23 avril 2024 - 13:18
Entretien avec une balle de baseball
Par: Stéphane Fortier

Le journaliste Stéphane Fortier a déjà publié un livre rempli d’entrevues avec des objets. Il récidive en publiant un entretien humoristique avec un objet chaque deux semaines dans le journal Les 2 Rives. Photo Jean-Philippe Morin | Les 2 Rives ©

La saison de baseball mineur va débuter et votre journaliste fou a pu s’échapper de sa cellule capitonnée, le temps de se rendre dans un parc et rencontrer une balle de baseball perdue, oubliée par les joueurs. Mais il faudra faire vite, car les policiers de la SQ ont été appelés pour rattraper un journaliste en jaquette blanche et le reconduire à l’aile psychiatrique de l’Hôtel-Dieu. Oh! En passant, pour bien comprendre cet entretien, il vaut mieux être un peu familier avec les termes particuliers du baseball.

Journaliste : Play ball!

Balle : Tu veux faire une entrevue avec moi? J’pensais pas que je me ferais attraper. J’avoue que ça m’a frappée sur le coup.

J : Aussi bien en profiter et saisir la balle au bond. Est-ce qu’on vous demande souvent votre opinion?

B : Non. Parce qu’on me reproche trop souvent d’être dans le champ.

J : Avez-vous des buts dans la vie?

B : Oui. Trois.

J : Auriez-vous aimé être un artiste?

B : Et être une enfant de la balle? J’aurais aimé faire du cinéma. Jouer dans La balle et la bête, par exemple.

J : Ou autre chose?

B : Être une chemise. J’aurais seulement deux manches au lieu de neuf. Être représentante. J’aurais pu faire mon pitch de vente.
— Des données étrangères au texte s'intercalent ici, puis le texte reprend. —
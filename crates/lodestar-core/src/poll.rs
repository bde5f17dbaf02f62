//! Polling with backoff.
//!
//! [`poll_until`] is the composition the delay primitive exists for: run a
//! check, and if the condition is not met yet, wait and try again.
//!
//! ```text
//! loop {
//!   ├─► check(attempt)
//!   │       ├─ Ok(value) ─► return value
//!   │       └─ Err(e)    ─► attempts == max_attempts ? ─► Exhausted { e }
//!   │                        └─ sleep(backoff.next(attempt)), attempt += 1
//! }
//! ```

use std::{fmt, future::Future};

use tracing::{debug, warn};

use crate::{backoff::Backoff, env::Environment};

/// How often and how long to poll.
#[derive(Debug, Clone, Copy, PartialEq)]
pub struct PollConfig {
    /// Delay policy between attempts.
    pub backoff: Backoff,
    /// Give up after this many attempts. `None` polls forever.
    ///
    /// At least one attempt is always made.
    pub max_attempts: Option<u32>,
}

impl Default for PollConfig {
    fn default() -> Self {
        Self { backoff: Backoff::default(), max_attempts: Some(20) }
    }
}

/// Polling ended without the condition being met.
#[derive(Debug)]
pub enum PollError<E> {
    /// All `max_attempts` attempts failed.
    Exhausted {
        /// Number of attempts made.
        attempts: u32,
        /// Error returned by the final attempt.
        last_error: E,
    },
}

impl<E: fmt::Display> fmt::Display for PollError<E> {
    fn fmt(&self, f: &mut fmt::Formatter<'_>) -> fmt::Result {
        match self {
            Self::Exhausted { attempts, last_error } => {
                write!(f, "gave up after {attempts} attempts: {last_error}")
            },
        }
    }
}

impl<E> std::error::Error for PollError<E>
where
    E: std::error::Error + 'static,
{
    fn source(&self) -> Option<&(dyn std::error::Error + 'static)> {
        match self {
            Self::Exhausted { last_error, .. } => Some(last_error),
        }
    }
}

/// Run `check` until it succeeds, sleeping between failed attempts.
///
/// `check` receives the 0-indexed attempt number.
pub async fn poll_until<Env, F, Fut, T, E>(
    env: &Env,
    config: &PollConfig,
    mut check: F,
) -> Result<T, PollError<E>>
where
    Env: Environment,
    F: FnMut(u32) -> Fut,
    Fut: Future<Output = Result<T, E>>,
    E: fmt::Display,
{
    let mut attempt: u32 = 0;

    loop {
        let error = match check(attempt).await {
            Ok(value) => {
                if attempt > 0 {
                    debug!(attempts = attempt + 1, "condition met after retries");
                }
                return Ok(value);
            },
            Err(error) => error,
        };

        let attempts = attempt.saturating_add(1);
        if config.max_attempts.is_some_and(|max| attempts >= max) {
            warn!(attempts, %error, "polling exhausted");
            return Err(PollError::Exhausted { attempts, last_error: error });
        }

        let delay = config.backoff.next(attempt);
        debug!(attempt = attempts, delay_ms = delay.as_millis() as u64, %error, "condition not met, backing off");
        env.sleep(delay).await;
        attempt = attempts;
    }
}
Ou être une balle de foin. Je serais sans doute plus riche.

J : Parlons un peu de votre vie personnelle…

B : Une prise…

J : Vous ne voulez pas en parler?

B : Deux prises…

J : Bon! Ça va. On va changer de sujet.

B : T’es mieux sinon tu vas passer au bat et je vais me retirer. Ok! Dans le fond, je peux bien te parler de mon amie qui avait de belles courbes. Et elle avait du swing.

J : En autant qu’elle ne sentait pas le swing. Sérieusement, je vous imagine lors d’une belle soirée romantique avec une bonne bouteille de vin.

B : Alors, il vaudrait mieux pour moi que je sois une balle tire-bouchon.

J : Et pour manger?

B : Alors là, pas de doute, il vaut mieux être une balle fourchette.

J : Je vois que vous n’avez pas très bon caractère. Vous êtes une balle cassante. Mais vous semblez solidaire avec vos consœurs…

B : Nous les balles, on est tricotées serrées. Surtout les balles de laine. Ah! Ah! Ah!

J : Je trouve que vous avez beaucoup d’esprit en tout cas. Vous êtes une petite vite.

B : C’est vrai! Je suis du genre rapide, comme balle.

J : On m’a dit qu’entre deux matchs, vous lisiez de la poésie.

B : Oui, surtout du Émile Nelligant… de baseball, bien sûr.

J : Il paraît qu’après chaque match, les joueurs se réunissent dans une brasserie.

B : Oui, et ils commandent un pitcher.

J : C’est un beau défi de déjouer des frappeurs…

B : J’ai vu des joueurs essayer de frapper une balle papillon, rater leur coup et se retrouver avec une blessure à la chenille.

J : À la cheville, vous voulez dire… J’imagine que c’est comme le lapin qui a toujours le sourire aux lièvres. Ah! Ah! Ah!

B : Un point pour toi, mais non mérité.

J : Vous semblez avoir été frappée souvent. Vous avez des points de suture partout.

B : Nono! Ce sont des coutures. Normales pour une balle de baseball. En passant, il m’est arrivée, à l’occasion, d’être impliquée dans des matchs sans points ni coutures.

J : Lorsqu’un joueur frappe une fausse balle dans un cimetière, c’est ça qu’on appelle une balle morte?

B : ????

J : Que serez-vous quand vous serez vieille?

B : Une balle molle, probablement.

J : On se revoit pour une nouvelle entrevue bientôt?

B : Ouan. Donne-moi un coussin. À la fin de la saison, pour un gars out comme toi, ce serait plus safe. Mais je serai là, à coup sûr. C’est coulé dans le marbre.

J : Et bien, au revoir la balle. Le compte est complet. Ah! Bonjour, messieurs les policiers…

N.B. Comme l’auteur de cette chronique vient d’être admis en psychiatrie de façon permanente, on ne sait à quel moment, il sera de retour en ces pages. Probablement pas avant le 7 mai.